Lopes (1991, p. 42) aponta: “o planejamento do ensino tem-se apresentado como desvinculado da realidade social, caracterizando-se mais como uma ação mecânica e burocrática do professor, pouco contribuindo para elevar a qualidade da ação pedagógica desenvolvida no âmbito escolar”.

Na escola, ao mesmo tempo em que acontecem a transmissão e a reconstrução dos conhecimentos acumulados historicamente, também se propicia a produção de novos conhecimentos. Para Lopes (1991), somente com um trabalho intencional e comprometido, os docentes conseguirão ampliar e proporcionar aos alunos a elaboração de novos conhecimentos, a partir da compreensão da realidade na direção de transformá-la. Assim, a escola e a realidade histórico-social são intrinsecamente relacionadas.
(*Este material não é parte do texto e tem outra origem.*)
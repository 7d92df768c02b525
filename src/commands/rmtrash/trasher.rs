use crate::errors::{Result, TrashError};
use crate::fs::FileSystem;
use chrono::{DateTime, Local};
use std::ffi::{OsStr, OsString};
use std::path::{Component, Path, PathBuf};

/// Destination suffix format: 14 digits, local wall-clock time.
pub const TIMESTAMP_FORMAT: &str = "%Y%m%d%H%M%S";

/// 1 回の移動に必要なオプション。
#[derive(Debug, Clone, Copy, Default, PartialEq, Eq)]
pub struct MoveOptions {
    /// 存在しないソースを成功扱いにする。
    pub force: bool,
}

/// 1 件の移動操作を表す。引数ごとに生成して使い捨てる。
#[derive(Debug, Clone)]
pub struct TrashTarget {
    pub source_path: PathBuf,
    pub trash_root: PathBuf,
    pub timestamp: DateTime<Local>,
}

impl TrashTarget {
    /// `<trash_root>/<stem>.<timestamp>[.<ext>]` を返す。
    pub fn destination(&self) -> Result<PathBuf> {
        let file_name = self
            .source_path
            .file_name()
            .ok_or_else(|| TrashError::invalid_path(&self.source_path))?;
        let stamp = self.timestamp.format(TIMESTAMP_FORMAT).to_string();
        Ok(self.trash_root.join(trashed_file_name(file_name, &stamp)))
    }
}

/// ファイル名を stem と拡張子に分け、間にタイムスタンプを挟む。
///
/// `.bashrc` のような先頭ドットのみの名前は拡張子なしとして扱う。
pub fn trashed_file_name(file_name: &OsStr, stamp: &str) -> OsString {
    let as_path = Path::new(file_name);
    let mut name = as_path.file_stem().unwrap_or(file_name).to_os_string();
    name.push(".");
    name.push(stamp);
    if let Some(ext) = as_path.extension() {
        name.push(".");
        name.push(ext);
    }
    name
}

/// 解決済みのゴミ箱ディレクトリへファイルを移動する。
pub struct Trasher<F> {
    fs: F,
    trash_root: PathBuf,
}

impl<F: FileSystem> Trasher<F> {
    pub fn new(fs: F, trash_root: impl Into<PathBuf>) -> Self {
        Self {
            fs,
            trash_root: trash_root.into(),
        }
    }

    pub fn trash_root(&self) -> &Path {
        &self.trash_root
    }

    /// 現在時刻でソースをゴミ箱へ移動する。
    ///
    /// 移動先を返す。`force` で存在しないソースを読み飛ばした場合は `None`。
    pub fn move_to_trash(&self, source: &Path, options: &MoveOptions) -> Result<Option<PathBuf>> {
        self.move_to_trash_at(source, options, Local::now())
    }

    /// タイムスタンプを指定して移動する。
    pub fn move_to_trash_at(
        &self,
        source: &Path,
        options: &MoveOptions,
        timestamp: DateTime<Local>,
    ) -> Result<Option<PathBuf>> {
        let source_path = self.absolutize(source)?;

        let exists = self
            .fs
            .entry_exists(&source_path)
            .map_err(|e| TrashError::move_failed(source, e))?;
        if !exists {
            if options.force {
                tracing::debug!(path = %source.display(), "skipping missing source");
                return Ok(None);
            }
            return Err(TrashError::NotFound(source.to_path_buf()));
        }

        let target = TrashTarget {
            source_path,
            trash_root: self.trash_root.clone(),
            timestamp,
        };
        let destination = target.destination()?;
        tracing::debug!(
            source = %target.source_path.display(),
            destination = %destination.display(),
            "moving to trash"
        );

        self.fs
            .rename(&target.source_path, &destination)
            .map_err(|e| TrashError::move_failed(source, e))?;

        tracing::info!(destination = %destination.display(), "moved to trash");
        Ok(Some(destination))
    }

    /// シンボリックリンクを辿らずに絶対パスへ解決する。
    ///
    /// 最終要素が `..` または `.` のみのパスは移動対象として扱わない。
    fn absolutize(&self, path: &Path) -> Result<PathBuf> {
        match path.components().next_back() {
            Some(Component::Normal(_)) => {}
            _ => return Err(TrashError::invalid_path(path)),
        }

        let absolute = if path.is_absolute() {
            path.to_path_buf()
        } else {
            let cwd = self
                .fs
                .current_dir()
                .map_err(|e| TrashError::InvalidPath {
                    path: path.to_path_buf(),
                    source: Some(e),
                })?;
            cwd.join(path)
        };

        Ok(normalize_lexically(&absolute))
    }
}

/// `.` と `..` を語彙的に解決する。
fn normalize_lexically(path: &Path) -> PathBuf {
    let mut normalized = PathBuf::new();

    for component in path.components() {
        match component {
            Component::Prefix(prefix) => normalized.push(prefix.as_os_str()),
            Component::RootDir => normalized.push(Component::RootDir.as_os_str()),
            Component::CurDir => {}
            Component::ParentDir => {
                normalized.pop();
            }
            Component::Normal(name) => normalized.push(name),
        }
    }

    normalized
}
pub mod args;
pub mod trasher;

use crate::config::Config;
use crate::errors::{Result, TrashError};
use crate::fs::{FileSystem, RealFileSystem};
use crate::resolver::{self, HomeRootResolver, TrashRootResolver};
use args::Args;
use clap::CommandFactory;
use trasher::{MoveOptions, Trasher};

pub const SOURCE_URL: &str = "https://changkun.de/s/rmtrash";

/// `-v` で表示するバージョン情報を返す。
pub fn version_text() -> String {
    format!(
        "rmtrash {}\n\nSource: {SOURCE_URL}\n",
        env!("CARGO_PKG_VERSION")
    )
}

/// 使い方を stderr に表示し、usage エラーの終了コードを返す。
pub fn print_usage() -> i32 {
    eprint!("{}", Args::command().render_help());
    TrashError::Usage.exit_code()
}

/// rmtrash コマンド全体を実行し、最初のエラーに応じて終了コードを決定する。
pub fn run(args: Args, config: &Config) -> i32 {
    let resolver = HomeRootResolver::from_config(&config.trash);

    match execute(&args, &resolver, RealFileSystem) {
        Ok(()) => 0,
        Err(TrashError::Usage) => print_usage(),
        Err(e) => {
            eprintln!("rmtrash: {e}");
            e.exit_code()
        }
    }
}

/// 引数順にソースを移動する。最初の失敗で処理を打ち切る。
///
/// ユーザー指定の検証はどのソースにも触れる前に行う。
pub fn execute<F, R>(args: &Args, resolver: &R, fs: F) -> Result<()>
where
    F: FileSystem,
    R: TrashRootResolver + ?Sized,
{
    if args.path.is_empty() {
        return Err(TrashError::Usage);
    }

    let trash_root = resolver::resolve_trash_root(&fs, resolver, args.user.as_deref())?;
    let trasher = Trasher::new(fs, trash_root);
    let options = MoveOptions { force: args.force };

    for path in &args.path {
        trasher.move_to_trash(path, &options)?;
    }

    Ok(())
}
Por fim, cabe notar que a autora faz também uma crítica à maneira como, nas escolas, os planejamentos são realizados, valorizando apenas uma dimensão tecnicista, “em nome da eficiência do ensino” (LOPES, 1991, p. 43). No seu entender:

O processo de planejamento em uma percepção crítica da educação extrapola a simples ação de elaborar um plano de ensino tecnicamente recomendável e passa a demonstrar o cuidado e o compromisso do professor em dar à sua matéria de ensino o direcionamento para o alcance das finalidades da educação, para a concretização do projeto pedagógico da escola e para o desenvolvimento de saberes fundamentais em seus alunos (LOPES, 1991, p. 44).